_Goal of the exercise:_ Print out the entries, word for word.

=== Information supplied ===

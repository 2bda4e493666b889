//! Employee handlers (admin only).

use axum::Json;
use axum::extract::{Path, State};
use axum::http::StatusCode;

use crate::dto::request::{CreateEmployeeRequest, UpdateEmployeeRequest};
use crate::dto::response::{
    EmployeeCreatedResponse, EmployeeListResponse, EmployeeMessageResponse, EmployeeResponse,
    MessageResponse,
};
use crate::error::ApiError;
use crate::extractors::{AuthUser, ValidatedJson, parse_id};
use crate::state::AppState;

/// GET /api/employee
pub async fn list_employees(
    State(state): State<AppState>,
    auth: AuthUser,
) -> Result<Json<EmployeeListResponse>, ApiError> {
    let employees = state.employee_service.list(&auth).await?;
    Ok(Json(EmployeeListResponse { employees }))
}

/// POST /api/employee
pub async fn create_employee(
    State(state): State<AppState>,
    auth: AuthUser,
    ValidatedJson(req): ValidatedJson<CreateEmployeeRequest>,
) -> Result<(StatusCode, Json<EmployeeCreatedResponse>), ApiError> {
    let created = state
        .employee_service
        .create(&auth, req.into_input())
        .await?;
    Ok((
        StatusCode::CREATED,
        Json(EmployeeCreatedResponse {
            message: "Employee created successfully".to_string(),
            employee: created.employee.employee,
            user: created.employee.user,
            token: created.token.token,
        }),
    ))
}

/// GET /api/employee/{id}
pub async fn get_employee(
    State(state): State<AppState>,
    auth: AuthUser,
    Path(id): Path<String>,
) -> Result<Json<EmployeeResponse>, ApiError> {
    let id = parse_id(&id, "Employee")?;
    let employee = state.employee_service.get(&auth, id).await?;
    Ok(Json(EmployeeResponse { employee }))
}

/// PUT /api/employee/{id}
pub async fn update_employee(
    State(state): State<AppState>,
    auth: AuthUser,
    Path(id): Path<String>,
    ValidatedJson(req): ValidatedJson<UpdateEmployeeRequest>,
) -> Result<Json<EmployeeMessageResponse>, ApiError> {
    let id = parse_id(&id, "Employee")?;
    let employee = state
        .employee_service
        .update(&auth, id, req.into_patch())
        .await?;
    Ok(Json(EmployeeMessageResponse {
        message: "Employee updated successfully".to_string(),
        employee,
    }))
}

/// DELETE /api/employee/{id}
pub async fn delete_employee(
    State(state): State<AppState>,
    auth: AuthUser,
    Path(id): Path<String>,
) -> Result<Json<MessageResponse>, ApiError> {
    let id = parse_id(&id, "Employee")?;
    state.employee_service.delete(&auth, id).await?;
    Ok(Json(MessageResponse::new(
        "Employee and associated user deleted successfully",
    )))
}
//! Client, address and document statements.

use async_trait::async_trait;

use clientdesk_core::result::AppResult;
use clientdesk_entity::client::{Address, Client, Document, NewAddress, NewClient, NewDocument};

use super::{PgUnitOfWork, db_error};
use crate::store::{AddressRepository, ClientRepository, DocumentRepository};

#[async_trait]
impl ClientRepository for PgUnitOfWork {
    async fn list_clients(&mut self) -> AppResult<Vec<Client>> {
        sqlx::query_as::<_, Client>("SELECT * FROM clients ORDER BY id")
            .fetch_all(&mut *self.tx)
            .await
            .map_err(db_error("Failed to list clients"))
    }

    async fn find_client(&mut self, id: i64) -> AppResult<Option<Client>> {
        sqlx::query_as::<_, Client>("SELECT * FROM clients WHERE id = $1")
            .bind(id)
            .fetch_optional(&mut *self.tx)
            .await
            .map_err(db_error("Failed to find client"))
    }

    async fn insert_client(&mut self, client: &NewClient) -> AppResult<Client> {
        sqlx::query_as::<_, Client>(
            r#"INSERT INTO clients (name, last_name, email, phone)
               VALUES ($1, $2, $3, $4)
               RETURNING *"#,
        )
        .bind(&client.name)
        .bind(&client.last_name)
        .bind(&client.email)
        .bind(&client.phone)
        .fetch_one(&mut *self.tx)
        .await
        .map_err(db_error("Failed to create client"))
    }

    async fn save_client(&mut self, client: &Client) -> AppResult<Client> {
        sqlx::query_as::<_, Client>(
            r#"UPDATE clients
               SET name = $2, last_name = $3, email = $4, phone = $5,
                   is_active = $6, updated_at = NOW()
               WHERE id = $1
               RETURNING *"#,
        )
        .bind(client.id)
        .bind(&client.name)
        .bind(&client.last_name)
        .bind(&client.email)
        .bind(&client.phone)
        .bind(client.is_active)
        .fetch_one(&mut *self.tx)
        .await
        .map_err(db_error("Failed to save client"))
    }
}

#[async_trait]
impl AddressRepository for PgUnitOfWork {
    async fn list_addresses(&mut self, client_ids: &[i64]) -> AppResult<Vec<Address>> {
        sqlx::query_as::<_, Address>("SELECT * FROM addresses WHERE client_id = ANY($1) ORDER BY id")
            .bind(client_ids)
            .fetch_all(&mut *self.tx)
            .await
            .map_err(db_error("Failed to list addresses"))
    }

    async fn insert_address(
        &mut self,
        client_id: i64,
        address: &NewAddress,
    ) -> AppResult<Address> {
        sqlx::query_as::<_, Address>(
            r#"INSERT INTO addresses (client_id, address, postal_code, country)
               VALUES ($1, $2, $3, $4)
               RETURNING *"#,
        )
        .bind(client_id)
        .bind(&address.address)
        .bind(&address.postal_code)
        .bind(address.country_or_default())
        .fetch_one(&mut *self.tx)
        .await
        .map_err(db_error("Failed to create address"))
    }

    async fn delete_addresses(&mut self, client_id: i64) -> AppResult<u64> {
        sqlx::query("DELETE FROM addresses WHERE client_id = $1")
            .bind(client_id)
            .execute(&mut *self.tx)
            .await
            .map(|r| r.rows_affected())
            .map_err(db_error("Failed to delete addresses"))
    }
}

#[async_trait]
impl DocumentRepository for PgUnitOfWork {
    async fn list_documents(&mut self, client_ids: &[i64]) -> AppResult<Vec<Document>> {
        sqlx::query_as::<_, Document>("SELECT * FROM documents WHERE client_id = ANY($1) ORDER BY id")
            .bind(client_ids)
            .fetch_all(&mut *self.tx)
            .await
            .map_err(db_error("Failed to list documents"))
    }

    async fn insert_document(
        &mut self,
        client_id: i64,
        document: &NewDocument,
    ) -> AppResult<Document> {
        sqlx::query_as::<_, Document>(
            r#"INSERT INTO documents (client_id, document_type, document_number)
               VALUES ($1, $2, $3)
               RETURNING *"#,
        )
        .bind(client_id)
        .bind(document.document_type)
        .bind(&document.document_number)
        .fetch_one(&mut *self.tx)
        .await
        .map_err(db_error("Failed to create document"))
    }

    async fn delete_documents(&mut self, client_id: i64) -> AppResult<u64> {
        sqlx::query("DELETE FROM documents WHERE client_id = $1")
            .bind(client_id)
            .execute(&mut *self.tx)
            .await
            .map(|r| r.rows_affected())
            .map_err(db_error("Failed to delete documents"))
    }
}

===

_Result:_
repository 2bda4e493666b889
//! Employee handlers (admin only).

use axum::Json;
use axum::extract::{Path, State};
use axum::http::StatusCode;

use crate::dto::request::{CreateEmployeeRequest, UpdateEmployeeRequest};
use crate::dto::response::{
    EmployeeCreatedResponse, EmployeeListResponse, EmployeeMessageResponse, EmployeeResponse,
    MessageResponse,
};
use crate::error::ApiError;
use crate::extractors::{AuthUser, ValidatedJson, parse_id};
use crate::state::AppState;

/// GET /api/employee
pub async fn list_employees(
    State(state): State<AppState>,
    auth: AuthUser,
) -> Result<Json<EmployeeListResponse>, ApiError> {
    let employees = state.employee_service.list(&auth).await?;
    Ok(Json(EmployeeListResponse { employees }))
}

/// POST /api/employee
pub async fn create_employee(
    State(state): State<AppState>,
    auth: AuthUser,
    ValidatedJson(req): ValidatedJson<CreateEmployeeRequest>,
) -> Result<(StatusCode, Json<EmployeeCreatedResponse>), ApiError> {
    let created = state
        .employee_service
        .create(&auth, req.into_input())
        .await?;
    Ok((
        StatusCode::CREATED,
        Json(EmployeeCreatedResponse {
            message: "Employee created successfully".to_string(),
            employee: created.employee.employee,
            user: created.employee.user,
            token: created.token.token,
        }),
    ))
}

/// GET /api/employee/{id}
pub async fn get_employee(
    State(state): State<AppState>,
    auth: AuthUser,
    Path(id): Path<String>,
) -> Result<Json<EmployeeResponse>, ApiError> {
    let id = parse_id(&id, "Employee")?;
    let employee = state.employee_service.get(&auth, id).await?;
    Ok(Json(EmployeeResponse { employee }))
}

/// PUT /api/employee/{id}
pub async fn update_employee(
    State(state): State<AppState>,
    auth: AuthUser,
    Path(id): Path<String>,
    ValidatedJson(req): ValidatedJson<UpdateEmployeeRequest>,
) -> Result<Json<EmployeeMessageResponse>, ApiError> {
    let id = parse_id(&id, "Employee")?;
    let employee = state
        .employee_service
        .update(&auth, id, req.into_patch())
        .await?;
    Ok(Json(EmployeeMessageResponse {
        message: "Employee updated successfully".to_string(),
        employee,
    }))
}

/// DELETE /api/employee/{id}
pub async fn delete_employee(
    State(state): State<AppState>,
    auth: AuthUser,
    Path(id): Path<String>,
) -> Result<Json<MessageResponse>, ApiError> {
    let id = parse_id(&id, "Employee")?;
    state.employee_service.delete(&auth, id).await?;
    Ok(Json(MessageResponse::new(
        "Employee and associated user deleted successfully",
    )))
}
//! Client, address and document statements.

use async_trait::async_trait;

use clientdesk_core::result::AppResult;
use clientdesk_entity::client::{Address, Client, Document, NewAddress, NewClient, NewDocument};

use super::{PgUnitOfWork, db_error};
use crate::store::{AddressRepository, ClientRepository, DocumentRepository};

#[async_trait]
impl ClientRepository for PgUnitOfWork {
    async fn list_clients(&mut self) -> AppResult<Vec<Client>> {
        sqlx::query_as::<_, Client>("SELECT * FROM clients ORDER BY id")
            .fetch_all(&mut *self.tx)
            .await
            .map_err(db_error("Failed to list clients"))
    }

    async fn find_client(&mut self, id: i64) -> AppResult<Option<Client>> {
        sqlx::query_as::<_, Client>("SELECT * FROM clients WHERE id = $1")
            .bind(id)
            .fetch_optional(&mut *self.tx)
            .await
            .map_err(db_error("Failed to find client"))
    }

    async fn insert_client(&mut self, client: &NewClient) -> AppResult<Client> {
        sqlx::query_as::<_, Client>(
            r#"INSERT INTO clients (name, last_name, email, phone)
               VALUES ($1, $2, $3, $4)
               RETURNING *"#,
        )
        .bind(&client.name)
        .bind(&client.last_name)
        .bind(&client.email)
        .bind(&client.phone)
        .fetch_one(&mut *self.tx)
        .await
        .map_err(db_error("Failed to create client"))
    }

    async fn save_client(&mut self, client: &Client) -> AppResult<Client> {
        sqlx::query_as::<_, Client>(
            r#"UPDATE clients
               SET name = $2, last_name = $3, email = $4, phone = $5,
                   is_active = $6, updated_at = NOW()
               WHERE id = $1
               RETURNING *"#,
        )
        .bind(client.id)
        .bind(&client.name)
        .bind(&client.last_name)
        .bind(&client.email)
        .bind(&client.phone)
        .bind(client.is_active)
        .fetch_one(&mut *self.tx)
        .await
        .map_err(db_error("Failed to save client"))
    }
}

#[async_trait]
impl AddressRepository for PgUnitOfWork {
    async fn list_addresses(&mut self, client_ids: &[i64]) -> AppResult<Vec<Address>> {
        sqlx::query_as::<_, Address>("SELECT * FROM addresses WHERE client_id = ANY($1) ORDER BY id")
            .bind(client_ids)
            .fetch_all(&mut *self.tx)
            .await
            .map_err(db_error("Failed to list addresses"))
    }

    async fn insert_address(
        &mut self,
        client_id: i64,
        address: &NewAddress,
    ) -> AppResult<Address> {
        sqlx::query_as::<_, Address>(
            r#"INSERT INTO addresses (client_id, address, postal_code, country)
               VALUES ($1, $2, $3, $4)
               RETURNING *"#,
        )
        .bind(client_id)
        .bind(&address.address)
        .bind(&address.postal_code)
        .bind(address.country_or_default())
        .fetch_one(&mut *self.tx)
        .await
        .map_err(db_error("Failed to create address"))
    }

    async fn delete_addresses(&mut self, client_id: i64) -> AppResult<u64> {
        sqlx::query("DELETE FROM addresses WHERE client_id = $1")
            .bind(client_id)
            .execute(&mut *self.tx)
            .await
            .map(|r| r.rows_affected())
            .map_err(db_error("Failed to delete addresses"))
    }
}

#[async_trait]
impl DocumentRepository for PgUnitOfWork {
    async fn list_documents(&mut self, client_ids: &[i64]) -> AppResult<Vec<Document>> {
        sqlx::query_as::<_, Document>("SELECT * FROM documents WHERE client_id = ANY($1) ORDER BY id")
            .bind(client_ids)
            .fetch_all(&mut *self.tx)
            .await
            .map_err(db_error("Failed to list documents"))
    }

    async fn insert_document(
        &mut self,
        client_id: i64,
        document: &NewDocument,
    ) -> AppResult<Document> {
        sqlx::query_as::<_, Document>(
            r#"INSERT INTO documents (client_id, document_type, document_number)
               VALUES ($1, $2, $3)
               RETURNING *"#,
        )
        .bind(client_id)
        .bind(document.document_type)
        .bind(&document.document_number)
        .fetch_one(&mut *self.tx)
        .await
        .map_err(db_error("Failed to create document"))
    }

    async fn delete_documents(&mut self, client_id: i64) -> AppResult<u64> {
        sqlx::query("DELETE FROM documents WHERE client_id = $1")
            .bind(client_id)
            .execute(&mut *self.tx)
            .await
            .map(|r| r.rows_affected())
            .map_err(db_error("Failed to delete documents"))
    }
}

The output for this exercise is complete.